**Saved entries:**

★ ★ ★ ★ ★ ★ ★

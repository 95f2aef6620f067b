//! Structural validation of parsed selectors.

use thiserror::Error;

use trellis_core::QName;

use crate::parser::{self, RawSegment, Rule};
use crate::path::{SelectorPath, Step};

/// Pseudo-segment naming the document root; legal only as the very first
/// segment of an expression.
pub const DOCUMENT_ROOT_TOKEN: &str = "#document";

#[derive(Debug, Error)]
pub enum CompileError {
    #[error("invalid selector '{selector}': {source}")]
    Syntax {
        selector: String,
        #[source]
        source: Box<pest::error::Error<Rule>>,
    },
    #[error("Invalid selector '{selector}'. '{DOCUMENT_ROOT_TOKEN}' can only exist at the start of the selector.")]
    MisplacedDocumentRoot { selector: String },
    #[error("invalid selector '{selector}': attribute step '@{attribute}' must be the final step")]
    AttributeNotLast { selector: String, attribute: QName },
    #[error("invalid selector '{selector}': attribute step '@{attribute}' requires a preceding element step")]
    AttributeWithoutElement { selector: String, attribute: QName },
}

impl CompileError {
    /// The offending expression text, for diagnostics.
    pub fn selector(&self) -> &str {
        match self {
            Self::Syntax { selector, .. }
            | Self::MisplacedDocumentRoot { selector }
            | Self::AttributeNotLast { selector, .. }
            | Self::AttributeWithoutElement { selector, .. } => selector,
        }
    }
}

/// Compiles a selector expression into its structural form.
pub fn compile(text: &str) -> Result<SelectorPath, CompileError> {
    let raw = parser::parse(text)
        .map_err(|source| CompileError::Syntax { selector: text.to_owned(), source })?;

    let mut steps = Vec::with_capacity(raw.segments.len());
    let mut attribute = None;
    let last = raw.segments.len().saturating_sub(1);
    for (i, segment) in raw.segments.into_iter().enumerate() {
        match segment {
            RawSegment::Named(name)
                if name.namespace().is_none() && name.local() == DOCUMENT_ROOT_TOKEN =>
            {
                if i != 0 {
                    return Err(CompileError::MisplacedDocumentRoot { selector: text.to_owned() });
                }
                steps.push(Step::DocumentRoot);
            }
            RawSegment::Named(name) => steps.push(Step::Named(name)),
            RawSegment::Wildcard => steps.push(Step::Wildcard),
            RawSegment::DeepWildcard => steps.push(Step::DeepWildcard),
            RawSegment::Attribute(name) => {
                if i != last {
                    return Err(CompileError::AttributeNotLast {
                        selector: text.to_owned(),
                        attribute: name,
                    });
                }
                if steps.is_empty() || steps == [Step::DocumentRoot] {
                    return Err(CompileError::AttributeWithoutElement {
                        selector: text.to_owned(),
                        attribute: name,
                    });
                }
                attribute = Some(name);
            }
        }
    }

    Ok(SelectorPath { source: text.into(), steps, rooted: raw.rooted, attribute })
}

★ ★ ★ ★ ★ ★ ★

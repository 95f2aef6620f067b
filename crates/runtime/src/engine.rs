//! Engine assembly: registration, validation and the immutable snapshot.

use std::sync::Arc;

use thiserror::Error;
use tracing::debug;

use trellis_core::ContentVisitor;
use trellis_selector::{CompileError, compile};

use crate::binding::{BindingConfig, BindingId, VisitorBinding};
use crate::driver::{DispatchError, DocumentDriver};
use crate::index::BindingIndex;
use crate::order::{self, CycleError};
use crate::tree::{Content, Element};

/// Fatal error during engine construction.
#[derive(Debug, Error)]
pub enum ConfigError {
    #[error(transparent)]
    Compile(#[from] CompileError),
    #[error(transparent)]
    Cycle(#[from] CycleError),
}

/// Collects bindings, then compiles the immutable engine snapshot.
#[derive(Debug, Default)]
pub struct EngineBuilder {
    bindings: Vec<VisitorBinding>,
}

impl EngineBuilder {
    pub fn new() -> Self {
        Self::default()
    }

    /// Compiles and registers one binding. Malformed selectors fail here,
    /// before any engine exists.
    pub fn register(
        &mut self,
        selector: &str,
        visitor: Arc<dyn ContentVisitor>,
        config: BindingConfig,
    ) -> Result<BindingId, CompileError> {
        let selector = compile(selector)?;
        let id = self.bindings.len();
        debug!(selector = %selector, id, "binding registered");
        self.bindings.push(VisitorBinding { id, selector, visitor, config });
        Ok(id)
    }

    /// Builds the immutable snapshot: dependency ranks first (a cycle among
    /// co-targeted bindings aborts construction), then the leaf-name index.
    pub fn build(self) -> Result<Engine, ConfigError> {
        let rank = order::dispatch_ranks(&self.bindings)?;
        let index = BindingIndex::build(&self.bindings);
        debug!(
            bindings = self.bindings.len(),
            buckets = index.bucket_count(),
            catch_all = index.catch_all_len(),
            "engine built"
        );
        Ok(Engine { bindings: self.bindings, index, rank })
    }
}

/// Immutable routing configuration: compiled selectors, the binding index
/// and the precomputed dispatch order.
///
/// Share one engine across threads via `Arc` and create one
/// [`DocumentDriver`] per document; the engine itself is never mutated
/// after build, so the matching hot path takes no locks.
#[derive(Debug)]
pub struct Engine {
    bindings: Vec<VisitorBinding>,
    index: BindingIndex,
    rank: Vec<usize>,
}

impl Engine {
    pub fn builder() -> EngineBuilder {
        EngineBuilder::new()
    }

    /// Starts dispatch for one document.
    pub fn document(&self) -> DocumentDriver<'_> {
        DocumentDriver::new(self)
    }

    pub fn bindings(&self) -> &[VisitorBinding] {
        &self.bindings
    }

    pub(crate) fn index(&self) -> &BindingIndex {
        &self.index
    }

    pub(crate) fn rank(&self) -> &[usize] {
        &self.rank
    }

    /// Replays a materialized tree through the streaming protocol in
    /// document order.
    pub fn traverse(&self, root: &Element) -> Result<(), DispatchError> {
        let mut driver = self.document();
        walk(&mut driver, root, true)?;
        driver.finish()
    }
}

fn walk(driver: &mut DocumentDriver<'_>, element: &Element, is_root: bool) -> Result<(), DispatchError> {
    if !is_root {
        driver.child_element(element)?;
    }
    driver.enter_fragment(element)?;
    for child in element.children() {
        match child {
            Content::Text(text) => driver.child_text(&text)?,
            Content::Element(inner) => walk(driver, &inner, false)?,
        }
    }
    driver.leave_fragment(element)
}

★ ★ ★ ★ ★ ★ ★

**Exercise instructions:**
Find how many lines of the entries contain "BindingId". Respond with the number only.

**Result for this exercise:**
2